That's the only problem with beans. They permeate and linger and leave the whole house smelling of flatulence. I still do it though and in bulk too! We eat a lot of beans (maybe it's not the beans making the house smell) so the cheapness factor wins through over the smell. After all, I can always just open a window or blame the dog.
It does involve a bit of forward planning. Not much though! I mean, come on, I manage it! Soak the beans overnight (the only bit of planning required) , rinse, put in pressure cooker with fresh water and bring up to pressure (about 15 minutes), cook for 15 to 20 minutes (depending on bean type) and then turn off heat and leave.

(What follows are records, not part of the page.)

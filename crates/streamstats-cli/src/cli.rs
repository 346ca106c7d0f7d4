//! Command line definition.

use chrono::NaiveDate;
use clap::{Args, Parser, Subcommand, ValueEnum};
use std::path::PathBuf;
use streamstats_engine::PlayFilter;

/// Listening statistics from Spotify streaming-history exports.
#[derive(Debug, Parser)]
#[command(name = "streamstats", version, about)]
pub struct Cli {
    /// Configuration file (YAML or TOML)
    #[arg(long, global = true, env = "STREAMSTATS_CONFIG_PATH")]
    pub config: Option<PathBuf>,

    /// Display locale, e.g. en-US or fr-FR
    #[arg(long, global = true)]
    pub locale: Option<String>,

    /// IANA time zone used for calendar and clock statistics
    #[arg(long, global = true)]
    pub timezone: Option<String>,

    /// Log filter, e.g. info or streamstats_engine=debug
    #[arg(long, global = true)]
    pub log_level: Option<String>,

    /// What to do
    #[command(subcommand)]
    pub command: Command,
}

/// Subcommands.
#[derive(Debug, Subcommand)]
pub enum Command {
    /// Import export files and print their summary
    Import(ImportArgs),
    /// Resolve the display image of an artist or a track
    Artwork(ArtworkArgs),
    /// Print the effective configuration
    Config,
}

/// Output encoding of the import summary.
#[derive(Debug, Clone, Copy, PartialEq, Eq, Default, ValueEnum)]
pub enum OutputFormat {
    /// Human-readable tables
    #[default]
    Text,
    /// One JSON document
    Json,
}

/// Arguments of `streamstats import`.
#[derive(Debug, Args)]
pub struct ImportArgs {
    /// Streaming-history files (.json or .csv)
    #[arg(required = true)]
    pub files: Vec<PathBuf>,

    /// Only plays whose artist contains this text
    #[arg(long)]
    pub artist: Option<String>,

    /// Only plays whose track contains this text
    #[arg(long)]
    pub track: Option<String>,

    /// First day to include (YYYY-MM-DD)
    #[arg(long)]
    pub from: Option<NaiveDate>,

    /// Last day to include (YYYY-MM-DD)
    #[arg(long)]
    pub to: Option<NaiveDate>,

    /// Minimum duration of a single play, in minutes
    #[arg(long, value_name = "MINUTES")]
    pub min_playtime: Option<u64>,

    /// Output format
    #[arg(long, value_enum, default_value_t = OutputFormat::Text)]
    pub format: OutputFormat,

    /// Files read concurrently
    #[arg(long)]
    pub parallelism: Option<usize>,

    /// Length of the top tracks and artists lists
    #[arg(long)]
    pub top: Option<usize>,
}

impl ImportArgs {
    /// The filter described by the arguments.
    pub fn filter(&self) -> PlayFilter {
        PlayFilter::new()
            .with_artist(self.artist.clone().unwrap_or_default())
            .with_track(self.track.clone().unwrap_or_default())
            .with_dates(self.from, self.to)
            .with_min_playtime(self.min_playtime.unwrap_or(0))
    }
}

/// Arguments of `streamstats artwork`.
#[derive(Debug, Args)]
pub struct ArtworkArgs {
    /// Artist name
    #[arg(long)]
    pub artist: String,

    /// Track title; the image of its album is resolved
    #[arg(long)]
    pub track: Option<String>,
}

It might sound a bit of a hassle but really it's not. Mostly the beans are doing their own thing and I put them on just before having breakfast so I'm in the kitchen anyway and don't have to hang about. Even including the cost of the fuel it's much cheaper than tinned. I then drain, cool and freeze them in handy portions.
I started cooking beans this way when I was 17. Back in the day the only beans I could get tinned were kidney beans so for variety I started buying dried beans and quickly realised the only way to do them was in bulk and in a pressure cooker. There is definitely a greater variety of tinned beans now but they're still costly.
I refused too eat beans and lentils as a child. It was probably a texture thing as I also used to refuse to eat anything which I decided had any texture at all. If memory serves me correctly I really only ate tomato soup and macaroni cheese. Oh, and cake, jelly, ice-cream, biscuits…funny that…somehow all sugar laden foods were deemed to have a good texture…Now I eat some form of beans or lentils every day. Sometimes twice a day. I should add that all rumours of beans causing gas are only vaguely true…I wont go into details. I guess many people think that all beans are the same which is a shame because they are missing out on the variety of flavours and textures as well as their versatility. I'll not bore you with their nutritional prowess but suffice to say they are good for you.
Some other things:
Still organising. It now requires me to get things out rather than just filling bags for charity and stacking up piles for selling. I've found that half the battle is getting started. Before I began the huge organisation I started small because if I achieve something I'm more likely to continue. I started with my bag which began like this:
And is now like this:
Look! I'm almost a lady! (In my head ladies are organised, wear co-ordinated outfits, look elegant, have refined manners, don't swear and carry handbags… I have a handbag so I'm almost there)
And finally a question for any sewers out there. I'm in the process of deciding on a sewing machine and what I want to know is… What is the benefit of all the fancy extra stitches on the more expensive models (other than being fancy)? If it helps I'm planning on using the machine for a whole variety of craft, quilt and clothing projects. Thanks.